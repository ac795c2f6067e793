//! Report value types
//!
//! Everything the reporting layer receives from a report run. All of it is
//! plain data with camelCase JSON field names.

use serde::{Deserialize, Serialize};
#[cfg(feature = "ts-gen")]
use ts_rs::TS;

use super::calls::{CallAggregate, CallRecord};
use super::filter::FilterCriteria;
use super::sort::{LeaveSortMode, SortDirection, SortSpec};
use super::utilization::UtilizationRecord;
use crate::constants::NO_PERFORMER;

/* -------------------------------------------------------------------------- */
/* Tables */
/* -------------------------------------------------------------------------- */

/// Average public utilization of one employee
#[derive(Debug, Clone, PartialEq, Serialize, Deserialize)]
#[cfg_attr(feature = "ts-gen", derive(TS))]
#[cfg_attr(feature = "ts-gen", ts(export))]
#[serde(rename_all = "camelCase")]
pub struct EmployeeUtilization {
    pub name: String,
    /// Rounded to one decimal
    pub avg_public_pct: f64,
}

/// Hours spent in one task category
#[derive(Debug, Clone, PartialEq, Serialize, Deserialize)]
#[cfg_attr(feature = "ts-gen", derive(TS))]
#[cfg_attr(feature = "ts-gen", ts(export))]
pub struct TaskCategoryHours {
    pub label: String,
    pub hours: f64,
}

/// Leave days of one employee by category
#[derive(Debug, Clone, Default, PartialEq, Eq, Serialize, Deserialize)]
#[cfg_attr(feature = "ts-gen", derive(TS))]
#[cfg_attr(feature = "ts-gen", ts(export))]
pub struct LeaveCounts {
    pub name: String,
    pub casual: u32,
    pub annual: u32,
    pub sick: u32,
}

impl LeaveCounts {
    pub fn total(&self) -> u32 {
        self.casual + self.annual + self.sick
    }
}

/* -------------------------------------------------------------------------- */
/* KPIs */
/* -------------------------------------------------------------------------- */

#[derive(Debug, Clone, PartialEq, Serialize, Deserialize)]
#[cfg_attr(feature = "ts-gen", derive(TS))]
#[cfg_attr(feature = "ts-gen", ts(export))]
pub struct TopPerformer {
    pub name: String,
    pub score: f64,
}

impl Default for TopPerformer {
    fn default() -> Self {
        Self { name: NO_PERFORMER.to_string(), score: 0.0 }
    }
}

/// Headline numbers of a utilization report
#[derive(Debug, Clone, PartialEq, Default, Serialize, Deserialize)]
#[cfg_attr(feature = "ts-gen", derive(TS))]
#[cfg_attr(feature = "ts-gen", ts(export))]
#[serde(rename_all = "camelCase")]
pub struct KpiSummary {
    pub total_employees: u32,
    pub avg_public_utilization: f64,
    pub total_hours: f64,
    pub top_performer: TopPerformer,
    pub monitoring_share_pct: f64,
    pub tasks_share_pct: f64,
}

/* -------------------------------------------------------------------------- */
/* Requests and reports */
/* -------------------------------------------------------------------------- */

#[derive(Debug, Clone, PartialEq, Serialize, Deserialize)]
#[cfg_attr(feature = "ts-gen", derive(TS))]
#[cfg_attr(feature = "ts-gen", ts(export))]
#[serde(rename_all = "camelCase", default)]
pub struct UtilizationReportRequest {
    pub filter: FilterCriteria,
    /// Ordering of the filtered records; input order when absent
    pub record_sort: Option<SortSpec>,
    pub leave_sort: LeaveSortMode,
    /// Ordering of the employee-average chart, by value
    pub averages_direction: SortDirection,
    /// Ordering of the task-hours chart, by value
    pub task_hours_direction: SortDirection,
}

impl Default for UtilizationReportRequest {
    fn default() -> Self {
        Self {
            filter: FilterCriteria::default(),
            record_sort: None,
            leave_sort: LeaveSortMode::default(),
            averages_direction: SortDirection::Desc,
            task_hours_direction: SortDirection::Desc,
        }
    }
}

#[derive(Debug, Clone, PartialEq, Default, Serialize, Deserialize)]
#[cfg_attr(feature = "ts-gen", derive(TS))]
#[cfg_attr(feature = "ts-gen", ts(export))]
#[serde(rename_all = "camelCase")]
pub struct UtilizationReport {
    /// Filtered records
    pub records: Vec<UtilizationRecord>,
    /// Distinct employees of the unfiltered input, sorted, for pickers
    pub employees: Vec<String>,
    pub kpis: KpiSummary,
    pub employee_averages: Vec<EmployeeUtilization>,
    pub task_hours: Vec<TaskCategoryHours>,
    pub leave_counts: Vec<LeaveCounts>,
}

#[derive(Debug, Clone, PartialEq, Default, Serialize, Deserialize)]
#[cfg_attr(feature = "ts-gen", derive(TS))]
#[cfg_attr(feature = "ts-gen", ts(export))]
#[serde(rename_all = "camelCase", default)]
pub struct CallReportRequest {
    pub filter: FilterCriteria,
    /// Ordering of the aggregate table; first-seen order when absent
    pub sort: Option<SortSpec>,
}

#[derive(Debug, Clone, PartialEq, Default, Serialize, Deserialize)]
#[cfg_attr(feature = "ts-gen", derive(TS))]
#[cfg_attr(feature = "ts-gen", ts(export))]
#[serde(rename_all = "camelCase")]
pub struct CallReport {
    pub records: Vec<CallRecord>,
    /// Distinct non-empty monitors of the unfiltered input, sorted
    pub employees: Vec<String>,
    pub aggregates: Vec<CallAggregate>,
}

##############################

*Problem statement*. Copy each of the records above so that nothing differs from the original.

*Task solution*.
repository ac795c2f6067e793
//! Report value types
//!
//! Everything the reporting layer receives from a report run. All of it is
//! plain data with camelCase JSON field names.

use serde::{Deserialize, Serialize};
#[cfg(feature = "ts-gen")]
use ts_rs::TS;

use super::calls::{CallAggregate, CallRecord};
use super::filter::FilterCriteria;
use super::sort::{LeaveSortMode, SortDirection, SortSpec};
use super::utilization::UtilizationRecord;
use crate::constants::NO_PERFORMER;

/* -------------------------------------------------------------------------- */
/* Tables */
/* -------------------------------------------------------------------------- */

/// Average public utilization of one employee
#[derive(Debug, Clone, PartialEq, Serialize, Deserialize)]
#[cfg_attr(feature = "ts-gen", derive(TS))]
#[cfg_attr(feature = "ts-gen", ts(export))]
#[serde(rename_all = "camelCase")]
pub struct EmployeeUtilization {
    pub name: String,
    /// Rounded to one decimal
    pub avg_public_pct: f64,
}

/// Hours spent in one task category
#[derive(Debug, Clone, PartialEq, Serialize, Deserialize)]
#[cfg_attr(feature = "ts-gen", derive(TS))]
#[cfg_attr(feature = "ts-gen", ts(export))]
pub struct TaskCategoryHours {
    pub label: String,
    pub hours: f64,
}

/// Leave days of one employee by category
#[derive(Debug, Clone, Default, PartialEq, Eq, Serialize, Deserialize)]
#[cfg_attr(feature = "ts-gen", derive(TS))]
#[cfg_attr(feature = "ts-gen", ts(export))]
pub struct LeaveCounts {
    pub name: String,
    pub casual: u32,
    pub annual: u32,
    pub sick: u32,
}

impl LeaveCounts {
    pub fn total(&self) -> u32 {
        self.casual + self.annual + self.sick
    }
}

/* -------------------------------------------------------------------------- */
/* KPIs */
/* -------------------------------------------------------------------------- */

#[derive(Debug, Clone, PartialEq, Serialize, Deserialize)]
#[cfg_attr(feature = "ts-gen", derive(TS))]
#[cfg_attr(feature = "ts-gen", ts(export))]
pub struct TopPerformer {
    pub name: String,
    pub score: f64,
}

impl Default for TopPerformer {
    fn default() -> Self {
        Self { name: NO_PERFORMER.to_string(), score: 0.0 }
    }
}

/// Headline numbers of a utilization report
#[derive(Debug, Clone, PartialEq, Default, Serialize, Deserialize)]
#[cfg_attr(feature = "ts-gen", derive(TS))]
#[cfg_attr(feature = "ts-gen", ts(export))]
#[serde(rename_all = "camelCase")]
pub struct KpiSummary {
    pub total_employees: u32,
    pub avg_public_utilization: f64,
    pub total_hours: f64,
    pub top_performer: TopPerformer,
    pub monitoring_share_pct: f64,
    pub tasks_share_pct: f64,
}

/* -------------------------------------------------------------------------- */
/* Requests and reports */
/* -------------------------------------------------------------------------- */

#[derive(Debug, Clone, PartialEq, Serialize, Deserialize)]
#[cfg_attr(feature = "ts-gen", derive(TS))]
#[cfg_attr(feature = "ts-gen", ts(export))]
#[serde(rename_all = "camelCase", default)]
pub struct UtilizationReportRequest {
    pub filter: FilterCriteria,
    /// Ordering of the filtered records; input order when absent
    pub record_sort: Option<SortSpec>,
    pub leave_sort: LeaveSortMode,
    /// Ordering of the employee-average chart, by value
    pub averages_direction: SortDirection,
    /// Ordering of the task-hours chart, by value
    pub task_hours_direction: SortDirection,
}

impl Default for UtilizationReportRequest {
    fn default() -> Self {
        Self {
            filter: FilterCriteria::default(),
            record_sort: None,
            leave_sort: LeaveSortMode::default(),
            averages_direction: SortDirection::Desc,
            task_hours_direction: SortDirection::Desc,
        }
    }
}

#[derive(Debug, Clone, PartialEq, Default, Serialize, Deserialize)]
#[cfg_attr(feature = "ts-gen", derive(TS))]
#[cfg_attr(feature = "ts-gen", ts(export))]
#[serde(rename_all = "camelCase")]
pub struct UtilizationReport {
    /// Filtered records
    pub records: Vec<UtilizationRecord>,
    /// Distinct employees of the unfiltered input, sorted, for pickers
    pub employees: Vec<String>,
    pub kpis: KpiSummary,
    pub employee_averages: Vec<EmployeeUtilization>,
    pub task_hours: Vec<TaskCategoryHours>,
    pub leave_counts: Vec<LeaveCounts>,
}

#[derive(Debug, Clone, PartialEq, Default, Serialize, Deserialize)]
#[cfg_attr(feature = "ts-gen", derive(TS))]
#[cfg_attr(feature = "ts-gen", ts(export))]
#[serde(rename_all = "camelCase", default)]
pub struct CallReportRequest {
    pub filter: FilterCriteria,
    /// Ordering of the aggregate table; first-seen order when absent
    pub sort: Option<SortSpec>,
}

#[derive(Debug, Clone, PartialEq, Default, Serialize, Deserialize)]
#[cfg_attr(feature = "ts-gen", derive(TS))]
#[cfg_attr(feature = "ts-gen", ts(export))]
#[serde(rename_all = "camelCase")]
pub struct CallReport {
    pub records: Vec<CallRecord>,
    /// Distinct non-empty monitors of the unfiltered input, sorted
    pub employees: Vec<String>,
    pub aggregates: Vec<CallAggregate>,
}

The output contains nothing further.